American biophysicist, chemist Ken Dill will give general lecture on March 28


How did the first living cells come into being from the earth’s molecular soup 3.5 billion years ago?

“Despite much speculation — maybe RNA came first, or proteins, or chemical networks — there’s not yet a consensus origins story,” says Distinguished Professor Ken Dill from the State University of New York.

“New insights are coming from thinking not just about life’s molecules, but about biology’s dynamics — its process of adaptation. The Darwinian evolution process must have preceded the origins of life. This, and the apparent needle-in-a-haystack nature of sequence space, indicate a key role of proteins in life’s origin," he says.

Headshot of Ken Dill.
Ken Dill

Dill, a biophysicist and chemist, is known by many for his significant contributions to the  folding pathways of proteins.

On March 28 and 29, the Laufer Family Endowed Professor of Physical Biology and Founding Director of the Laufer at Stony Brook University will be the featured speaker for the School of Molecular Sciences’ Eyring Lecture Series at Arizona State University's Tempe campus.

The general lecture on March 28, titled “The Future of Physical Modeling of Biomolecules and Cells,” will be presented at 6 p.m. in the Marston Theater in ISTB4. A reception will precede the general lecture in the lobby of ISTB4 from 5–5:40 p.m.

The technical lecture, “The Origins of Life: An Uncanny Resemblance to the Old Protein Folding Problem” will take place at 3 p.m. on March 29 in NEEB 105.

The Eyring Lecture Series is named in honor of the late Leroy Eyring, an ASU Regents Professor of chemistry and former department chair, whose instructional and research accomplishments and professional leadership at ASU helped to bring the Department of Chemistry and Biochemistry into international prominence. The Eyring Materials Center and the Navrotsky Eyring Center for Materials of the Universe at ASU are named in his honor.

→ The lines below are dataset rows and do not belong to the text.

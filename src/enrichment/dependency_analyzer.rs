//! Dependency analyzer for chunks of one file.
//!
//! Resolves the names each chunk references against the names other chunks
//! define and turns every match into a typed edge. At most one edge is kept
//! per ordered chunk pair; the strongest relation wins.

use std::collections::{BTreeMap, BTreeSet};

use crate::types::{ChunkType, CodeChunk, DependencyRelation, RelationType};

/// Receivers that refer to the enclosing class instance.
const SELF_RECEIVERS: &[&str] = &["self", "cls", "this"];

/// Builds dependency edges between chunks.
pub struct DependencyAnalyzer;

/// Lookup tables built once per analysis.
struct Index<'a> {
    /// Defined name -> ids of chunks defining it
    owners: BTreeMap<&'a str, BTreeSet<&'a str>>,
    /// Same, restricted to class chunks
    class_owners: BTreeMap<&'a str, BTreeSet<&'a str>>,
    /// Chunk id -> names that chunk brings in through imports
    imported: BTreeMap<&'a str, BTreeSet<&'a str>>,
}

impl<'a> Index<'a> {
    fn build(chunks: &'a [CodeChunk]) -> Self {
        let mut owners: BTreeMap<&str, BTreeSet<&str>> = BTreeMap::new();
        let mut class_owners: BTreeMap<&str, BTreeSet<&str>> = BTreeMap::new();
        let mut imported = BTreeMap::new();

        for chunk in chunks {
            for name in &chunk.definitions {
                owners.entry(name.as_str()).or_default().insert(chunk.id.as_str());
                if chunk.chunk_type == ChunkType::Class {
                    class_owners.entry(name.as_str()).or_default().insert(chunk.id.as_str());
                }
            }
            let names: BTreeSet<&str> = chunk.meta_list("imported_names").into_iter().collect();
            if !names.is_empty() {
                imported.insert(chunk.id.as_str(), names);
            }
        }

        Self {
            owners,
            class_owners,
            imported,
        }
    }

    /// Import when the target pulled `name` in from elsewhere, plain reference otherwise.
    fn name_relation(&self, target: &str, name: &str) -> RelationType {
        match self.imported.get(target) {
            Some(names) if names.contains(name) => RelationType::Import,
            _ => RelationType::Reference,
        }
    }

    /// Resolve one referenced name of `chunk` to `(target, relation)` pairs.
    fn resolve(&self, chunk: &CodeChunk, name: &str, out: &mut Vec<(&'a str, RelationType)>) {
        let Some((head, tail)) = name.split_once('.') else {
            if let Some(targets) = self.owners.get(name) {
                for &target in targets {
                    out.push((target, self.name_relation(target, name)));
                }
            }
            return;
        };

        if SELF_RECEIVERS.contains(&head) {
            if let Some(class_name) = chunk.meta_str("class_name") {
                let member = member_name(class_name, tail);
                if let Some(targets) = self.owners.get(member.as_str()) {
                    out.extend(targets.iter().map(|&t| (t, RelationType::MethodCall)));
                }
            }
            return;
        }

        if let Some(classes) = self.class_owners.get(head) {
            let member = member_name(head, tail);
            let targets = self.owners.get(member.as_str()).unwrap_or(classes);
            out.extend(targets.iter().map(|&t| (t, RelationType::MethodCall)));
        } else if let Some(targets) = self.owners.get(head) {
            for &target in targets {
                out.push((target, self.name_relation(target, head)));
            }
        }
    }
}

/// `Class.member`, using only the first segment of a dotted attribute chain.
fn member_name(class_name: &str, tail: &str) -> String {
    let member = tail.split('.').next().unwrap_or(tail);
    format!("{}.{}", class_name, member)
}

impl DependencyAnalyzer {
    /// Compute the dependency edges of `chunks`.
    ///
    /// Output is sorted by `(source, target)`, contains no self-edges and at
    /// most one edge per ordered pair.
    pub fn analyze(chunks: &[CodeChunk]) -> Vec<DependencyRelation> {
        let index = Index::build(chunks);
        let mut edges: BTreeMap<(&str, &str), RelationType> = BTreeMap::new();
        let mut found = Vec::new();

        for chunk in chunks {
            found.clear();
            for name in &chunk.references {
                index.resolve(chunk, name, &mut found);
            }

            if chunk.chunk_type == ChunkType::Class {
                for base in chunk.meta_list("base_classes") {
                    let targets = index
                        .class_owners
                        .get(base)
                        .or_else(|| index.owners.get(base));
                    if let Some(targets) = targets {
                        found.extend(targets.iter().map(|&t| (t, RelationType::Inheritance)));
                    }
                }
            }

            for &(target, relation) in &found {
                if target == chunk.id {
                    continue;
                }
                edges
                    .entry((chunk.id.as_str(), target))
                    .and_modify(|existing| {
                        if relation.precedence() > existing.precedence() {
                            *existing = relation;
                        }
                    })
                    .or_insert(relation);
            }
        }

        edges
            .into_iter()
            .map(|((source, target), relation)| DependencyRelation::new(source, target, relation))
            .collect()
    }

    /// Record each edge's target in its source chunk's dependency set.
    pub fn attach(chunks: &mut [CodeChunk], relations: &[DependencyRelation]) {
        for chunk in chunks.iter_mut() {
            chunk.dependencies.extend(
                relations
                    .iter()
                    .filter(|r| r.source_chunk_id == chunk.id)
                    .map(|r| r.target_chunk_id.clone()),
            );
        }
    }
}
// ============================================================================
// Python
// ============================================================================

/// Adapter for tree-sitter-python.
pub struct PythonAdapter {
    kinds: HashMap<&'static str, NodeKind>,
}

impl PythonAdapter {
    pub fn new() -> Self {
        Self {
            kinds: python_node_kinds(),
        }
    }

    fn import_names(node: Node<'_>, source: &str) -> Vec<String> {
        let mut names = Vec::new();
        let mut cursor = node.walk();
        for child in node.children_by_field_name("name", &mut cursor) {
            match child.kind() {
                "aliased_import" => {
                    if let Some(alias) = field_text(child, "alias", source) {
                        push_unique(&mut names, &alias);
                    }
                }
                "dotted_name" if node.kind() == "import_statement" => {
                    // `import a.b` binds `a`
                    if let Some(head) = child.named_child(0) {
                        push_unique(&mut names, node_text(head, source));
                    }
                }
                _ => push_unique(&mut names, node_text(child, source)),
            }
        }
        names
    }

    fn assignment_targets(node: Node<'_>, source: &str, out: &mut Vec<String>) {
        if let Some(left) = node.child_by_field_name("left") {
            Self::pattern_names(left, source, out);
        }
        if let Some(right) = node.child_by_field_name("right") {
            if right.kind() == "assignment" {
                Self::assignment_targets(right, source, out);
            }
        }
    }

    fn pattern_names(node: Node<'_>, source: &str, out: &mut Vec<String>) {
        match node.kind() {
            "identifier" => push_unique(out, node_text(node, source)),
            "pattern_list" | "tuple_pattern" | "list_pattern" | "list_splat_pattern"
            | "parenthesized_expression" => {
                let mut cursor = node.walk();
                for child in node.named_children(&mut cursor) {
                    Self::pattern_names(child, source, out);
                }
            }
            _ => {}
        }
    }
}

impl Default for PythonAdapter {
    fn default() -> Self {
        Self::new()
    }
}

impl GrammarAdapter for PythonAdapter {
    fn language(&self) -> Language {
        Language::Python
    }

    fn grammar(&self) -> tree_sitter::Language {
        tree_sitter_python::language()
    }

    fn node_kinds(&self) -> &HashMap<&'static str, NodeKind> {
        &self.kinds
    }

    fn classify(&self, node: Node<'_>, _source: &str) -> NodeKind {
        match node.kind() {
            "expression_statement" => match single_named_child(node).map(|c| c.kind()) {
                Some("assignment") => NodeKind::Assignment,
                Some("string") | Some("concatenated_string") => NodeKind::DocString,
                _ => NodeKind::Other,
            },
            kind => self.kinds.get(kind).copied().unwrap_or(NodeKind::Other),
        }
    }

    fn binding_context(&self, parent: &str, field: Option<&str>) -> Option<bool> {
        match (parent, field) {
            (
                "assignment" | "augmented_assignment" | "for_statement" | "for_in_clause",
                Some("left"),
            ) => Some(true),
            ("as_pattern", Some("alias")) => Some(true),
            (_, Some("name" | "parameters")) => Some(true),
            (
                _,
                Some(
                    "value" | "default" | "type" | "right" | "superclasses" | "body"
                    | "return_type" | "arguments" | "subscript" | "function" | "object"
                    | "condition",
                ),
            ) => Some(false),
            (
                "import_statement" | "import_from_statement" | "future_import_statement"
                | "global_statement" | "nonlocal_statement",
                _,
            ) => Some(true),
            _ => None,
        }
    }

    fn unwrap<'t>(&self, node: Node<'t>) -> Option<Node<'t>> {
        match node.kind() {
            "decorated_definition" => node.child_by_field_name("definition"),
            _ => None,
        }
    }

    fn skips_field(&self, kind: NodeKind, field: Option<&str>) -> bool {
        matches!(kind, NodeKind::Attribute) && field == Some("attribute")
    }

    fn name(&self, node: Node<'_>, kind: NodeKind, source: &str) -> Option<String> {
        match kind {
            NodeKind::Class | NodeKind::Function => field_text(node, "name", source),
            NodeKind::Identifier => Some(node_text(node, source).to_string()),
            NodeKind::Attribute => dotted_name(node, "object", "attribute", &["identifier"], source),
            NodeKind::Call => {
                let callee = node.child_by_field_name("function")?;
                match callee.kind() {
                    "identifier" => Some(node_text(callee, source).to_string()),
                    "attribute" => {
                        dotted_name(callee, "object", "attribute", &["identifier"], source)
                    }
                    _ => None,
                }
            }
            _ => None,
        }
    }

    fn details(&self, node: Node<'_>, kind: NodeKind, source: &str) -> NodeDetails {
        let mut details = NodeDetails::default();
        match kind {
            NodeKind::Class => {
                if let Some(supers) = node.child_by_field_name("superclasses") {
                    let mut cursor = supers.walk();
                    for base in supers.named_children(&mut cursor) {
                        if matches!(base.kind(), "identifier" | "attribute") {
                            push_unique(&mut details.bases, node_text(base, source));
                        }
                    }
                }
            }
            NodeKind::Function => {
                details.parameter_count = count_parameters(node.child_by_field_name("parameters"));
                details.is_async = has_token(node, "async");
            }
            NodeKind::Import => {
                details.bound_names = Self::import_names(node, source);
            }
            NodeKind::Assignment => {
                if let Some(assignment) = single_named_child(node) {
                    Self::assignment_targets(assignment, source, &mut details.bound_names);
                }
            }
            _ => {}
        }
        details
    }
}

The Eyring lectures are part of an interdisciplinary distinguished lecture series dedicated to stimulating discussion by renowned scientists who are at the cutting edge of their respective fields. Each series consists of a leadoff presentation to help communicate the excitement and the challenge of science to the university and community. Past lecturers have included Nobel laureates Ahmed Zewail, Jean-Marie Lehn, Harry Gray, Richard Smalley, Yuan T. Lee, Richard Schrock, John Goodenough, Mario Capecchi and, most recently awarded, Carolyn Bertozzi.

“Looking back 40 years, biomolecule modeling is no longer limited by our 'molecular dynamics' methods, our forcefields, or our tools for predicting protein structures or docking poses or even binding affinities,” Dill says. “Computational modeling is now a trusted tool for drug discovery, and machine learning is bringing new horsepower.”

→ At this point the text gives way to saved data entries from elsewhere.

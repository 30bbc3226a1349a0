//! Semantic Chunker Service - Main Entry Point
//!
//! Serves the chunking engine over HTTP.

use anyhow::Result;
use std::net::SocketAddr;
use std::sync::Arc;
use tracing::info;
use tracing_subscriber::{layer::SubscriberExt, util::SubscriberInitExt};

use semantic_chunker::api::{build_router, AppState};
use semantic_chunker::types::ChunkingConfig;

#[tokio::main]
async fn main() -> Result<()> {
    // Initialize tracing
    tracing_subscriber::registry()
        .with(tracing_subscriber::EnvFilter::new(
            std::env::var("RUST_LOG")
                .unwrap_or_else(|_| "semantic_chunker=info,tower_http=debug".into()),
        ))
        .with(tracing_subscriber::fmt::layer())
        .init();

    // Load configuration
    dotenvy::dotenv().ok();
    let config = ChunkingConfig::from_env();

    info!("Starting Semantic Chunker v{}", env!("CARGO_PKG_VERSION"));
    info!(
        max_chunk_size = config.max_chunk_size,
        large_file_threshold = config.large_file_threshold,
        "Chunking thresholds"
    );

    let state = Arc::new(AppState::new(config));
    info!(languages = ?state.router.supported_languages(), "Structural chunkers ready");

    let app = build_router(state);

    // Start server
    let port = std::env::var("PORT")
        .ok()
        .and_then(|p| p.parse().ok())
        .unwrap_or(3017);
    let addr = SocketAddr::from(([0, 0, 0, 0], port));

    info!("Listening on http://{}", addr);

    let listener = tokio::net::TcpListener::bind(addr).await?;
    axum::serve(listener, app).await?;

    Ok(())
}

What are the challenges for the next 40 years? Dill goes on to explain that we need top-down theories and models (cell function and molecular structure, phenotype and genotype, rather than the reverse) that explain why cells do what they do, how fitness landscapes choose their embodiments in molecules, the roles of environment, and the multiplicities of the paths and molecules that can embody cellular function.

Dill received bachelor's and master's degrees from MIT in mechanical engineering in 1971; a PhD in biology with B.H. Zimm at the University of California, San Diego; did postdoctoral research with P.J. Flory at Stanford University; and was on the faculty in the pharmaceutical chemistry department at the University of California San Francisco for 28 years.

His research is at the intersection of statistical physics with the biophysics of proteins and cells. He has worked on the physics of protein folding, computational structural biology, proteostasis in the cell and on foundational problems in nonequilibrium statistical physics.

Dill is a past president of the Biophysical Society and a co-author of two textbooks. He received the Hans Neurath Award from the Protein Society, the Max Delbruck Award from the American Physical Society and the Sackler Prize in Biophysics. Dill is a member of the U.S. National Academy of Sciences and the American Academy of Arts and Sciences.